▶ DATA FOR THE TASK
========================================================================

//! Fixed discrete action set shared by every decision source and the training environment

use std::f32::consts::FRAC_1_SQRT_2;
use std::fmt;

use serde::{Deserialize, Serialize};

use crate::error::ActionError;
use crate::infra::Vec2;

/// Number of actions in the action space
pub const NUM_ACTIONS: usize = 18;

/// First id of the move-and-fire block
const FIRE_OFFSET: u8 = 8;
/// Hover in place and fire
pub const FIRE_ONLY: u8 = 16;
/// Hover in place, no fire
pub const NO_OP: u8 = 17;

/// The eight compass directions, clockwise from north
#[derive(Debug, Clone, Copy, PartialEq, Eq, Hash, Serialize, Deserialize)]
pub enum Direction {
    North,
    NorthEast,
    East,
    SouthEast,
    South,
    SouthWest,
    West,
    NorthWest,
}

impl Direction {
    pub const ALL: [Direction; 8] = [
        Direction::North,
        Direction::NorthEast,
        Direction::East,
        Direction::SouthEast,
        Direction::South,
        Direction::SouthWest,
        Direction::West,
        Direction::NorthWest,
    ];

    pub fn index(&self) -> u8 {
        *self as u8
    }

    pub fn from_index(index: u8) -> Option<Direction> {
        Self::ALL.get(index as usize).copied()
    }

    /// Unit vector in screen space (y grows downward)
    pub fn unit_vector(&self) -> Vec2 {
        let d = FRAC_1_SQRT_2;
        match self {
            Direction::North => Vec2::new(0.0, -1.0),
            Direction::NorthEast => Vec2::new(d, -d),
            Direction::East => Vec2::new(1.0, 0.0),
            Direction::SouthEast => Vec2::new(d, d),
            Direction::South => Vec2::new(0.0, 1.0),
            Direction::SouthWest => Vec2::new(-d, d),
            Direction::West => Vec2::new(-1.0, 0.0),
            Direction::NorthWest => Vec2::new(-d, -d),
        }
    }

    /// Quantizes a vector to the nearest of the eight directions.
    /// Returns `None` for zero-length or non-finite vectors.
    pub fn from_vector(v: Vec2) -> Option<Direction> {
        let unit = v.normalized()?;
        // North sits at -90 degrees; each step clockwise adds 45
        let angle = unit.y.atan2(unit.x).to_degrees();
        let sector = ((angle + 90.0) / 45.0).round() as i32;
        Self::from_index(sector.rem_euclid(8) as u8)
    }
}

/// A member of the fixed action set
#[derive(Debug, Clone, Copy, PartialEq, Eq, Hash, Serialize, Deserialize)]
pub struct ActionId(u8);

impl ActionId {
    pub const NO_OP: ActionId = ActionId(NO_OP);
    pub const FIRE_ONLY: ActionId = ActionId(FIRE_ONLY);

    pub fn new(id: u8) -> Result<Self, ActionError> {
        if (id as usize) < NUM_ACTIONS {
            Ok(Self(id))
        } else {
            Err(ActionError::InvalidActionId {
                id: id as u32,
                count: NUM_ACTIONS as u32,
            })
        }
    }

    /// Build the action for an optional movement direction and fire flag
    pub fn from_parts(direction: Option<Direction>, fire: bool) -> Self {
        match (direction, fire) {
            (Some(dir), false) => Self(dir.index()),
            (Some(dir), true) => Self(dir.index() + FIRE_OFFSET),
            (None, true) => Self::FIRE_ONLY,
            (None, false) => Self::NO_OP,
        }
    }

    pub fn id(&self) -> u8 {
        self.0
    }

    pub fn index(&self) -> usize {
        self.0 as usize
    }

    pub fn direction(&self) -> Option<Direction> {
        match self.0 {
            id if id < FIRE_OFFSET => Direction::from_index(id),
            id if id < FIRE_ONLY => Direction::from_index(id - FIRE_OFFSET),
            _ => None,
        }
    }

    pub fn fires(&self) -> bool {
        (FIRE_OFFSET..=FIRE_ONLY).contains(&self.0)
    }

    /// Same action with the fire flag set
    pub fn with_fire(&self) -> Self {
        Self::from_parts(self.direction(), true)
    }

    pub fn all() -> impl Iterator<Item = ActionId> {
        (0..NUM_ACTIONS as u8).map(ActionId)
    }
}

impl TryFrom<u8> for ActionId {
    type Error = ActionError;

    fn try_from(id: u8) -> Result<Self, Self::Error> {
        Self::new(id)
    }
}

impl TryFrom<usize> for ActionId {
    type Error = ActionError;

    fn try_from(id: usize) -> Result<Self, Self::Error> {
        match u8::try_from(id) {
            Ok(small) => Self::new(small),
            Err(_) => Err(ActionError::InvalidActionId {
                id: u32::try_from(id).unwrap_or(u32::MAX),
                count: NUM_ACTIONS as u32,
            }),
        }
    }
}

impl fmt::Display for ActionId {
    fn fmt(&self, f: &mut fmt::Formatter<'_>) -> fmt::Result {
        match (self.direction(), self.fires()) {
            (Some(dir), true) => write!(f, "{dir:?}+fire"),
            (Some(dir), false) => write!(f, "{dir:?}"),
            (None, true) => write!(f, "fire"),
            (None, false) => write!(f, "hover"),
        }
    }
}

/// Raw movement/fire intent decoded from an action
#[derive(Debug, Clone, Copy, PartialEq)]
pub struct Intent {
    /// Unit vector, or zero when hovering
    pub direction: Vec2,
    pub fire: bool,
}

impl Intent {
    pub const IDLE: Intent = Intent {
        direction: Vec2::ZERO,
        fire: false,
    };
}

/// Decodes an action into its movement/fire intent
pub fn decode(action: ActionId) -> Intent {
    Intent {
        direction: action
            .direction()
            .map(|d| d.unit_vector())
            .unwrap_or(Vec2::ZERO),
        fire: action.fires(),
    }
}

/// Decodes an untrusted id, rejecting anything outside the action set
pub fn decode_raw(id: u8) -> Result<Intent, ActionError> {
    ActionId::new(id).map(decode)
}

========================================================================

▶ PROBLEM TO SOLVE
Wherever a line in the entries above holds "impl", copy that line.

▶ TASK SOLUTION
impl Direction {
impl ActionId {
    pub fn all() -> impl Iterator<Item = ActionId> {
impl TryFrom<u8> for ActionId {
impl TryFrom<usize> for ActionId {
impl fmt::Display for ActionId {
impl Intent {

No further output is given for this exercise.